I wrote and recorded the vocals for this song during lockdown this year. It has a slowed down recording of a piano tune I composed in 2014, along with percussive extracts from a performance work I was also making around that time, that involved creating locked grooves on old records using pieces of string tied to the arm of the record player, and playing a few of them together at once. I like to experiment with percussion in this way, because it creates the sense of something that is not perfectly in time with the metronome, that is organic, bodily and at times vulnerable.
Remind You
A piece of advice offered to a younger sibling, a living relative. A reminder not to give up on the search for truth, to not be afraid to transcend what you thought you knew about reality. The journey has just begun, and it is never too late to start.

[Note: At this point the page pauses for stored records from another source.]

impl ReconstructLayerProxy {
    pub fn new(
        context: &EngineContext,
        reconstruction_layer: Arc<ReconstructionLayerProxy>,
    ) -> Self {
        let config = &context.config.reconstruct;
        ReconstructLayerProxy {
            id: LayerProxyId::next(),
            state: Mutex::new(ReconstructState {
                reconstruction_layer: InputLayerProxy::new(reconstruction_layer),
                feature_collections: FeatureCollectionInputs::new(),
                features_modified: true,
                context: ReconstructContext::new(context.reconstructed_geometry_index.clone()),
                context_state: None,
                current_reconstruction_time: ReconstructionTime::PRESENT_DAY,
                current_reconstruct_params: config.default_params.clone(),
                caches: ReconstructCaches::new(config.max_cached_reconstructions),
                subject_token: SubjectToken::new(),
                feature_collections_subject_token: SubjectToken::new(),
            }),
            geometry_service: context.geometry_service.clone(),
            index: context.reconstructed_geometry_index.clone(),
            metrics: ProxyMetrics::new("reconstruct"),
        }
    }

    pub fn get_reconstructed_feature_geometries(&self, time: ReconstructionTime) -> RfgBatch {
        self.get_or_reconstruct(
            time,
            |caches| &mut caches.geometries,
            |context, state| context.get_reconstructed_feature_geometries(state, time),
        )
    }

    pub fn get_current_reconstructed_feature_geometries(&self) -> RfgBatch {
        self.get_reconstructed_feature_geometries(self.get_current_reconstruction_time())
    }

    pub fn get_reconstructions(
        &self,
        time: ReconstructionTime,
    ) -> Arc<ReconstructBatch<Reconstruction>> {
        self.get_or_reconstruct(
            time,
            |caches| &mut caches.reconstructions,
            |context, state| context.get_reconstructions(state, time),
        )
    }

    pub fn get_reconstructed_features(
        &self,
        time: ReconstructionTime,
    ) -> Arc<ReconstructBatch<ReconstructedFeature>> {
        self.get_or_reconstruct(
            time,
            |caches| &mut caches.features,
            |context, state| context.get_reconstructed_features(state, time),
        )
    }

    /// Per-feature reconstructions at every slot of `time_span`.
    ///
    /// Only the most recently requested span is cached.
    pub fn get_reconstructed_feature_time_span(
        &self,
        time_span: &TimeSpanRange,
    ) -> Arc<ReconstructBatch<ReconstructedFeatureTimeSpan>> {
        let mut state = self.state.lock();
        self.check_input_layer_proxies(&mut state);

        if let Some((cached_span, batch)) = &state.caches.time_span {
            if cached_span == time_span {
                self.metrics.record_hit();
                return batch.clone();
            }
        }

        self.metrics.record_miss();
        let started = Instant::now();
        let context_state = self.context_state(&mut state);
        let batch = Arc::new(
            state
                .context
                .get_reconstructed_feature_time_spans(&context_state, time_span),
        );
        self.metrics.record_time_span(started.elapsed());
        tracing::debug!(
            layer = %self.id,
            slots = time_span.num_time_slots(),
            features = batch.len(),
            "reconstructed time span"
        );
        if state.caches.time_span.replace((*time_span, batch.clone())).is_some() {
            self.evicted();
        }
        batch
    }

    /// Reconstructed geometries of only those features in `feature_ids`.
    ///
    /// The cached id set grows to the union of every requested set, so the
    /// result may include features outside `feature_ids`.
    pub fn get_reconstructed_topological_sections(
        &self,
        feature_ids: &HashSet<FeatureId>,
        time: ReconstructionTime,
    ) -> RfgBatch {
        let mut state = self.state.lock();
        self.check_input_layer_proxies(&mut state);

        if !feature_ids.is_subset(&state.caches.section_ids) {
            state.caches.section_ids.extend(feature_ids.iter().cloned());
            state.caches.sections.clear();
            tracing::debug!(
                layer = %self.id,
                sections = state.caches.section_ids.len(),
                "grew topological section id set"
            );
        }

        if let Some(batch) = state.caches.sections.get(&time) {
            self.metrics.record_hit();
            return batch;
        }

        self.metrics.record_miss();
        let context_state = self.context_state(&mut state);
        let batch = Arc::new(state.context.get_reconstructed_topological_sections(
            &state.caches.section_ids,
            &context_state,
            time,
        ));
        if state.caches.sections.insert(time, batch.clone()) == Insertion::Evicted {
            self.evicted();
        }
        batch
    }

    /// Present-day geometries indexed by geometry property handle.
    pub fn get_present_day_feature_geometries(&self) -> Arc<Vec<GeometryOnSphere>> {
        let mut state = self.state.lock();
        self.check_input_layer_proxies(&mut state);
        state.context.get_present_day_feature_geometries()
    }

    /// A mesh per geometry property handle; `None` where the geometry is not a
    /// polygon or cannot be meshed.
    pub fn get_present_day_polygon_meshes(&self) -> Arc<Vec<Option<PolygonMesh>>> {
        let mut state = self.state.lock();
        self.check_input_layer_proxies(&mut state);
        if let Some(meshes) = &state.caches.polygon_meshes {
            return meshes.clone();
        }

        let meshes: Vec<Option<PolygonMesh>> = state
            .context
            .get_present_day_feature_geometries()
            .iter()
            .map(|geometry| match geometry {
                GeometryOnSphere::Polygon(points) => {
                    self.geometry_service.build_polygon_mesh(points)
                }
                _ => None,
            })
            .collect();
        let meshes = Arc::new(meshes);
        state.caches.polygon_meshes = Some(meshes.clone());
        meshes
    }

    pub fn get_geometry_property_handle(
        &self,
        feature_id: &FeatureId,
        property_index: usize,
    ) -> Option<GeometryPropertyHandle> {
        let mut state = self.state.lock();
        self.check_input_layer_proxies(&mut state);
        state
            .context
            .get_geometry_property_handle(feature_id, property_index)
    }

    pub fn get_reconstructable_features(&self) -> Vec<ReconstructableFeature> {
        let mut state = self.state.lock();
        self.check_input_layer_proxies(&mut state);
        state.context.reconstructable_features().to_vec()
    }

    pub fn get_reconstructable_feature_ids(&self) -> HashSet<FeatureId> {
        let mut state = self.state.lock();
        self.check_input_layer_proxies(&mut state);
        state
            .context
            .reconstructable_features()
            .iter()
            .map(|feature| feature.feature_id().clone())
            .collect()
    }

    /// Whether any of `feature_ids` is one of this layer's reconstructable
    /// features.
    pub fn contains_any_feature(&self, feature_ids: &HashSet<FeatureId>) -> bool {
        let mut state = self.state.lock();
        self.check_input_layer_proxies(&mut state);
        state
            .context
            .reconstructable_features()
            .iter()
            .any(|feature| feature_ids.contains(feature.feature_id()))
    }

    pub fn get_reconstructable_feature_collections(&self) -> Vec<FeatureCollectionHandle> {
        self.state.lock().feature_collections.collections()
    }

    /// Changes whenever the set of reconstructable features changes.
    pub fn get_reconstructable_feature_collections_subject_token(&self) -> SubjectToken {
        let mut state = self.state.lock();
        self.check_input_layer_proxies(&mut state);
        state.feature_collections_subject_token.clone()
    }

    pub fn get_current_reconstruction_time(&self) -> ReconstructionTime {
        self.state.lock().current_reconstruction_time
    }

    pub fn get_current_reconstruct_params(&self) -> ReconstructParams {
        self.state.lock().current_reconstruct_params.clone()
    }

    pub fn get_reconstruction_layer_proxy(&self) -> Arc<ReconstructionLayerProxy> {
        self.state
            .lock()
            .reconstruction_layer
            .input_layer_proxy()
            .clone()
    }

    pub fn set_current_reconstruct_params(&self, params: ReconstructParams) {
        let mut state = self.state.lock();
        if state.current_reconstruct_params == params {
            return;
        }
        state.current_reconstruct_params = params;
        self.invalidate_reconstructions(&mut state);
    }

    pub fn set_current_reconstruction_layer_proxy(&self, proxy: Arc<ReconstructionLayerProxy>) {
        let mut state = self.state.lock();
        if Arc::ptr_eq(state.reconstruction_layer.input_layer_proxy(), &proxy) {
            return;
        }
        state.reconstruction_layer = InputLayerProxy::new(proxy);
        self.invalidate_reconstructions(&mut state);
    }

    pub fn add_reconstructable_feature_collection(&self, collection: FeatureCollectionHandle) {
        let mut state = self.state.lock();
        if state.feature_collections.add(collection) {
            state.features_modified = true;
        }
    }

    pub fn remove_reconstructable_feature_collection(&self, collection: &FeatureCollectionHandle) {
        let mut state = self.state.lock();
        if state.feature_collections.remove(collection) {
            state.features_modified = true;
        }
    }

    /// Notify that features of a collection were edited.
    pub fn modified_reconstructable_feature_collection(
        &self,
        _collection: &FeatureCollectionHandle,
    ) {
        self.state.lock().features_modified = true;
    }

    pub fn set_max_num_reconstructions_in_cache(&self, max_entries: usize) {
        self.state.lock().caches.resize(max_entries);
        self.metrics.record_pruned(self.index.prune());
    }

    pub fn metrics(&self) -> &ProxyMetrics {
        &self.metrics
    }

    pub fn cache_stats(&self) -> CacheStats {
        self.state.lock().caches.geometries.stats()
    }

    fn get_or_reconstruct<T>(
        &self,
        time: ReconstructionTime,
        select: fn(&mut ReconstructCaches) -> &mut TimeCache<T>,
        reconstruct: impl FnOnce(
            &ReconstructContext,
            &ReconstructContextState,
        ) -> ReconstructBatch<T>,
    ) -> Arc<ReconstructBatch<T>> {
        let mut state = self.state.lock();
        self.check_input_layer_proxies(&mut state);

        if let Some(batch) = select(&mut state.caches).get(&time) {
            self.metrics.record_hit();
            tracing::trace!(layer = %self.id, %time, "reconstruct cache hit");
            return batch;
        }

        self.metrics.record_miss();
        let started = Instant::now();
        let context_state = self.context_state(&mut state);
        let batch = Arc::new(reconstruct(&state.context, context_state.as_ref()));
        self.metrics.record_compute(started.elapsed());
        tracing::debug!(
            layer = %self.id,
            %time,
            handle = %batch.reconstruct_handle,
            items = batch.len(),
            "reconstructed features"
        );

        if select(&mut state.caches).insert(time, batch.clone()) == Insertion::Evicted {
            self.evicted();
        }
        batch
    }

    /// An evicted batch may have released the last reference to its
    /// geometries, so their index entries can go too.
    fn evicted(&self) {
        self.metrics.record_eviction();
        self.metrics.record_pruned(self.index.prune());
    }

    fn context_state(&self, state: &mut ReconstructState) -> Arc<ReconstructContextState> {
        if let Some(context_state) = &state.context_state {
            return context_state.clone();
        }
        let reconstruction_layer = state.reconstruction_layer.input_layer_proxy();
        let creator = reconstruction_layer
            .reconstruction_tree_creator(Some(reconstruction_layer.get_current_anchor_plate_id()));
        let context_state = state.context.create_context_state(ReconstructMethodContext::new(
            creator,
            state.current_reconstruct_params.clone(),
        ));
        state.context_state = Some(context_state.clone());
        context_state
    }

    /// Poll every input, discarding cached results derived from stale ones.
    fn check_input_layer_proxies(&self, state: &mut ReconstructState) {
        if state.features_modified || !state.feature_collections.is_up_to_date() {
            let collections = state.feature_collections.collections();
            state.context.set_feature_collections(&collections);
            state.feature_collections.set_up_to_date();
            state.features_modified = false;
            state.context_state = None;
            state.caches.clear_all();
            state.feature_collections_subject_token.invalidate();
            state.subject_token.invalidate();
            self.metrics.record_invalidation();
            self.metrics.record_pruned(self.index.prune());
            tracing::debug!(layer = %self.id, "reconstructable features changed");
        }

        if !state.reconstruction_layer.is_up_to_date() {
            state.reconstruction_layer.set_up_to_date();
            self.invalidate_reconstructions(state);
        }
    }

    fn invalidate_reconstructions(&self, state: &mut ReconstructState) {
        state.context_state = None;
        if state.caches.clear_reconstructions() {
            self.metrics.record_pruned(self.index.prune());
            tracing::debug!(layer = %self.id, "discarded cached reconstructions");
        }
        state.subject_token.invalidate();
        self.metrics.record_invalidation();
    }
}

There is someone/something knocking at the door, they are trying to get in. This is the alarm of one who loves you unconditionally. They have come with gentle but insistent urgency to encourage you to wake up. They want to help you to see that you can work towards balance and learn to live without letting the highs and lows of emotion, desire and fear engulf you.
I began to work on Remind You at a time when I had started performing music as part of my arts practice and trying to be more comfortable with being vulnerable in front of an audience.
I composed the track on a midi keyboard using Ableton live, and worked with Jack Feilden-Irving at Echo Room Recordings to record and mix the vocals. Jack invited trumpet player Harry Bassett to one of our sessions and we added a layer of trumpet improvisation to the song to broaden the sense of space.
Can of Worms
“…among living beings, I am consciousness… whatever you do, make it an offering to me. The food you eat, the sacrifices you make, the help you give, even your suffering. In this way, you will be freed from the bondage of karma and it’s results, both pleasant and painful. Then, firm in renunciation and yoga, you will come to me… fill your mind with me. Think always of me”
The voice of Krishna speaking to Arjuna, from the Bhagavad Gita (“The Song of God”)
Can of Worms was the result of a short course in sound production I took in 2018 in Glasgow. I already had a keyboard riff made on the PSR-16 and a rhythm in my mind, which I interpreted using orchestra samples on Logic Pro X.
The lyrics came about from a time where I was deepening my interest in Ayurvedic medicine, and I treated this song as both a message and a call to meditation.
I worked with Jack Feilden-Irving to mix the vocals and we also added a trumpet, played by Harry Bassett.
Unnatural Wealth
Walking among tall, oppressively reflective buildings that are yet fragile, brittle structures that can barely sustain their own weight, running on energy extracted from the deep earth by brute force. Living is expensive but life seems expendable under the gaze of speculative property developers.
You are a matrix of binary systems – 1’s and 0’s, encoded into every living being. You are a puzzle of logic and theory, difficult to find an entry point into understanding. Biding my time in this city, I resorted to divination and ritual, with the help of some new tools. Night time flâneurie, wanderings, longings and yearnings that seem endless.
Unnatural Wealth was an exhibition I worked on in London with friend Karolina Lebek in 2017, and this was the soundtrack for it. I worked with Jamie Telford at Carlton studios in Glasgow to record the drum loops on a kit, and guitar played by Adam Lewis Jacob, along with the vocals which we recorded in the studio.